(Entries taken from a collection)
━━━━━━━━━━━━━━━━━━━━━━━━━━━━━━

//! In-memory todo store.
//!
//! # Design
//! `TodoStore` is an explicit value owned by the router state, never a
//! module-level global. Todos live in a `Vec` so insertion order is the list
//! order. Ids come from `next_id`, which only ever increments: a deleted id is
//! gone for the lifetime of the store.

use chrono::Utc;
use thiserror::Error;

use crate::model::Todo;

/// Failures of store operations. Mapped to HTTP statuses in `error.rs`.
#[derive(Debug, Error, PartialEq, Eq)]
pub enum StoreError {
    #[error("Title is required")]
    EmptyTitle,
    #[error("Todo not found")]
    NotFound(u64),
}

#[derive(Debug)]
pub struct TodoStore {
    todos: Vec<Todo>,
    next_id: u64,
}

impl Default for TodoStore {
    fn default() -> Self {
        Self::new()
    }
}

impl TodoStore {
    pub fn new() -> Self {
        Self {
            todos: Vec::new(),
            next_id: 1,
        }
    }

    pub fn list(&self) -> &[Todo] {
        &self.todos
    }

    pub fn len(&self) -> usize {
        self.todos.len()
    }

    pub fn is_empty(&self) -> bool {
        self.todos.is_empty()
    }

    pub fn get(&self, id: u64) -> Result<&Todo, StoreError> {
        self.todos
            .iter()
            .find(|todo| todo.id == id)
            .ok_or(StoreError::NotFound(id))
    }

    /// Append a new open todo. The title is stored trimmed.
    pub fn create(&mut self, title: &str) -> Result<Todo, StoreError> {
        let title = title.trim();
        if title.is_empty() {
            return Err(StoreError::EmptyTitle);
        }
        let todo = Todo {
            id: self.next_id,
            title: title.to_string(),
            completed: false,
            created_at: Utc::now(),
        };
        self.next_id += 1;
        self.todos.push(todo.clone());
        Ok(todo)
    }

    /// Flip `completed` in place and return the updated todo.
    pub fn toggle(&mut self, id: u64) -> Result<Todo, StoreError> {
        let todo = self
            .todos
            .iter_mut()
            .find(|todo| todo.id == id)
            .ok_or(StoreError::NotFound(id))?;
        todo.completed = !todo.completed;
        Ok(todo.clone())
    }

    pub fn remove(&mut self, id: u64) -> Result<(), StoreError> {
        let index = self
            .todos
            .iter()
            .position(|todo| todo.id == id)
            .ok_or(StoreError::NotFound(id))?;
        self.todos.remove(index);
        Ok(())
    }
}
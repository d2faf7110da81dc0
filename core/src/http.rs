//! HTTP transport types for the host-does-IO pattern.
//!
//! # Design
//! Requests and responses are plain data. The core builds `HttpRequest`
//! values and parses `HttpResponse` values without touching the network; a
//! host implements [`Transport`] to execute the round-trip.

use crate::error::ApiError;

/// HTTP method for a request.
#[derive(Debug, Clone, Copy, PartialEq, Eq)]
pub enum HttpMethod {
    Get,
    Post,
    Patch,
    Delete,
}

impl HttpMethod {
    pub fn as_str(self) -> &'static str {
        match self {
            HttpMethod::Get => "GET",
            HttpMethod::Post => "POST",
            HttpMethod::Patch => "PATCH",
            HttpMethod::Delete => "DELETE",
        }
    }
}

/// An HTTP request described as plain data.
///
/// Built by `TodoClient::build_*` methods.
#[derive(Debug, Clone, PartialEq, Eq)]
pub struct HttpRequest {
    pub method: HttpMethod,
    pub path: String,
    pub headers: Vec<(String, String)>,
    pub body: Option<String>,
}

/// An HTTP response described as plain data, handed to `TodoClient::parse_*`.
#[derive(Debug, Clone)]
pub struct HttpResponse {
    pub status: u16,
    pub headers: Vec<(String, String)>,
    pub body: String,
}

impl HttpResponse {
    pub fn new(status: u16, body: impl Into<String>) -> Self {
        Self {
            status,
            headers: Vec::new(),
            body: body.into(),
        }
    }
}

/// Executes one request. Implementations return a response for every status
/// code and reserve `Err` (normally `ApiError::Transport`) for requests that
/// never got an answer.
pub trait Transport {
    fn execute(&mut self, request: HttpRequest) -> Result<HttpResponse, ApiError>;
}
//! Full flow against the live server.
//!
//! # Design
//! Starts the server on a random port, then exercises every client operation
//! and the view over real HTTP using ureq. Validates that request building and
//! response parsing agree with the actual server.

use todo_core::{
    ApiError, CreateTodo, HttpMethod, HttpRequest, HttpResponse, TodoClient, TodoView, Transport,
    ViewState,
};

/// Blocking ureq transport.
///
/// Disables ureq's status-code-as-error behavior so 4xx/5xx responses come
/// back as data and the core client interprets them.
struct UreqTransport {
    agent: ureq::Agent,
}

impl UreqTransport {
    fn new() -> Self {
        let agent = ureq::Agent::config_builder()
            .http_status_as_error(false)
            .build()
            .new_agent();
        Self { agent }
    }
}

impl Transport for UreqTransport {
    fn execute(&mut self, req: HttpRequest) -> Result<HttpResponse, ApiError> {
        let agent = &self.agent;
        let result = match (req.method, req.body) {
            (HttpMethod::Get, _) => agent.get(&req.path).call(),
            (HttpMethod::Delete, _) => agent.delete(&req.path).call(),
            (HttpMethod::Patch, _) => agent.patch(&req.path).send_empty(),
            (HttpMethod::Post, Some(body)) => agent
                .post(&req.path)
                .content_type("application/json")
                .send(body.as_bytes()),
            (HttpMethod::Post, None) => agent.post(&req.path).send_empty(),
        };
        let mut response = result.map_err(|e| ApiError::Transport(e.to_string()))?;
        let status = response.status().as_u16();
        let body = response
            .body_mut()
            .read_to_string()
            .map_err(|e| ApiError::Transport(e.to_string()))?;
        Ok(HttpResponse::new(status, body))
    }
}

fn spawn_server() -> String {
    let std_listener = std::net::TcpListener::bind("127.0.0.1:0").unwrap();
    let addr = std_listener.local_addr().unwrap();
    std_listener.set_nonblocking(true).unwrap();

    std::thread::spawn(move || {
        let rt = tokio::runtime::Builder::new_current_thread()
            .enable_all()
            .build()
            .unwrap();
        rt.block_on(async {
            let listener = tokio::net::TcpListener::from_std(std_listener).unwrap();
            todo_server::run(listener).await
        })
        .unwrap();
    });

    format!("http://{addr}")
}

#[test]
fn client_lifecycle() {
    let client = TodoClient::new(&spawn_server());
    let mut http = UreqTransport::new();

    // Step 1: list — should be empty.
    let todos = client
        .parse_list_todos(http.execute(client.build_list_todos()).unwrap())
        .unwrap();
    assert!(todos.is_empty(), "expected empty list");

    // Step 2: create.
    let input = CreateTodo {
        title: "Buy milk".to_string(),
    };
    let req = client.build_create_todo(&input).unwrap();
    let created = client.parse_create_todo(http.execute(req).unwrap()).unwrap();
    assert_eq!(created.id, 1);
    assert_eq!(created.title, "Buy milk");
    assert!(!created.completed);

    // Step 3: blank title is rejected with the server's message.
    let blank = CreateTodo {
        title: "   ".to_string(),
    };
    let req = client.build_create_todo(&blank).unwrap();
    let err = client.parse_create_todo(http.execute(req).unwrap()).unwrap_err();
    assert!(matches!(err, ApiError::BadRequest(ref m) if m == "Title is required"));

    // Step 4: toggle twice returns to the original flag.
    let req = client.build_toggle_todo(created.id);
    let toggled = client.parse_toggle_todo(http.execute(req).unwrap()).unwrap();
    assert!(toggled.completed);
    let req = client.build_toggle_todo(created.id);
    let toggled = client.parse_toggle_todo(http.execute(req).unwrap()).unwrap();
    assert_eq!(toggled, created);

    // Step 5: delete, then every id operation is NotFound.
    let req = client.build_delete_todo(created.id);
    client.parse_delete_todo(http.execute(req).unwrap()).unwrap();

    let req = client.build_toggle_todo(created.id);
    let err = client.parse_toggle_todo(http.execute(req).unwrap()).unwrap_err();
    assert!(matches!(err, ApiError::NotFound(_)));

    let req = client.build_delete_todo(999);
    let err = client.parse_delete_todo(http.execute(req).unwrap()).unwrap_err();
    assert_eq!(err.to_string(), "Todo not found");

    // Step 6: list — empty again.
    let todos = client
        .parse_list_todos(http.execute(client.build_list_todos()).unwrap())
        .unwrap();
    assert!(todos.is_empty(), "expected empty list after delete");
}

#[test]
fn view_against_live_server() {
    let client = TodoClient::new(&spawn_server());
    let mut view = TodoView::new(client, UreqTransport::new());

    assert_eq!(view.state(), ViewState::Loading);
    view.load().unwrap();
    assert_eq!(view.render(), "No todos yet");

    view.add("one").unwrap();
    view.add("two").unwrap();
    let third = view.add("three").unwrap();
    view.toggle(third.id).unwrap();

    let rendered = view.render();
    assert!(rendered.contains("2 items left"), "{rendered}");
    assert!(rendered.contains("1 completed"), "{rendered}");

    view.delete(third.id).unwrap();
    assert_eq!(view.todos().len(), 2);

    assert!(view.delete(third.id).is_err());
    assert!(view.render().starts_with("Error: "));
}

#[test]
fn view_reports_unreachable_server() {
    // Bind then drop to get a port nothing listens on.
    let addr = std::net::TcpListener::bind("127.0.0.1:0")
        .unwrap()
        .local_addr()
        .unwrap();
    let client = TodoClient::new(&format!("http://{addr}"));
    let mut view = TodoView::new(client, UreqTransport::new());

    let err = view.load().unwrap_err();
    assert!(matches!(err, ApiError::Transport(_)));
    assert!(view.is_error());
}

#[test]
fn mutation_on_fresh_view_reports_missing_id() {
    let client = TodoClient::new(&spawn_server());
    let mut view = TodoView::new(client, UreqTransport::new());

    let err = view.delete(999).unwrap_err();
    assert!(matches!(err, ApiError::NotFound(_)));
    assert!(view.is_error());
    assert_eq!(view.render(), "Error: Failed to delete todo: Todo not found");
}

━━━━━━━━━━━━━━━━━━━━━━━━━━━━━━

» **BRIEF**: Starting at the first line of the data above, retype each line exactly until you reach the line containing "use crate::model::Todo;", and include that line too.

» **EXERCISE ANSWER**:
//! In-memory todo store.
//!
//! # Design
//! `TodoStore` is an explicit value owned by the router state, never a
//! module-level global. Todos live in a `Vec` so insertion order is the list
//! order. Ids come from `next_id`, which only ever increments: a deleted id is
//! gone for the lifetime of the store.

use chrono::Utc;
use thiserror::Error;

use crate::model::Todo;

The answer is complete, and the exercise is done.